La terapia removió todo. Empecé a salir de fiesta compulsivamente, a beber, a mezclar alcohol con ansiolíticos. No podía parar. No era diversión: era desconexión. Necesitaba disociar todo el dolor que generaba enfrentarme a que nunca me habían querido. No podía dejar de verme a mi de pequeña en situaciones que ningún niño debe vivir. Pero aunque el dolor me superaba a veces, no dejé de ir. Nunca solté el proceso. Cada sesión era un viaje por lugares que había bloqueado durante años. Pero era necesario.

Y así, poco a poco, empecé a entender. Empecé a recordar. Empecé a recomponer. El dolor no desapareció, pero empezó a tener sentido. Empezó a dejar de gobernar mi vida.

Hoy puedo decir que mi red de seguridad soy yo. Que ya no necesito fingir. Que amo vivir. Que pongo límites. Que respeto mi cuerpo. Que como bien, entreno, tomo mi medicación y escucho mis emociones. Que mis vínculos son sanos. Que tengo una vida hecha a mi medida. Que le doy a mi niña interior lo que necesitó y a mi yo adulta lo que merece. Después de dos años de terapia, recibí el alta.

Se que si estás leyendo esto es porque estás viviendo una parte del proceso y necesitas saber que no estás equivocada, que algo valide lo que estás sintiendo. Y quiero que sepas que no estás sola, que es real. Que no estás exagerando. Que no eres débil. Que lo que viviste tiene nombre.

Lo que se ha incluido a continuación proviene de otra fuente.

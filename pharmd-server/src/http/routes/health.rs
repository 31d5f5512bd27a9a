//! Health check endpoints

use axum::{routing::get, Json, Router};
use serde::Serialize;

/// Health check response
#[derive(Serialize)]
pub struct HealthResponse {
    pub status: &'static str,
}

/// Hello response for environment verification
#[derive(Serialize)]
pub struct HelloResponse {
    pub message: &'static str,
}

/// GET /health
async fn health() -> Json<HealthResponse> {
    Json(HealthResponse { status: "ok" })
}

/// GET /hello
async fn hello() -> Json<HelloResponse> {
    Json(HelloResponse {
        message: "Hello World! Backend is running",
    })
}

/// Health routes
pub fn router<S>() -> Router<S>
where
    S: Clone + Send + Sync + 'static,
{
    Router::new()
        .route("/health", get(health))
        .route("/hello", get(hello))
}

#[cfg(test)]
mod tests {
    use super::*;

    #[tokio::test]
    async fn health_returns_ok() {
        let Json(body) = health().await;
        assert_eq!(body.status, "ok");
    }

    #[tokio::test]
    async fn hello_returns_message() {
        let Json(body) = hello().await;
        assert_eq!(body.message, "Hello World! Backend is running");
    }
}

Y que, aunque parezca imposible, sí se puede salir.


Todo lo que he aprendido, para ti.

Tanto si estás empezando a detectar que la relación con tu madre no es normal, como si estás empezando tu proceso terapéutico o necesitas simplemente leer algo que te recuerde que lo que sientes es totalmente válido: este sitio es para ti.

Todos los artículos tienen información de psicología clínica que he ido aprendiendo a lo largo de mi proceso terapéutico, pero están escritos por mí, con retazos y ejemplos de mis propias vivencias, con el fin de que lo sientas como un abrazo de mi parte.

Puedes volver siempre que lo necesites.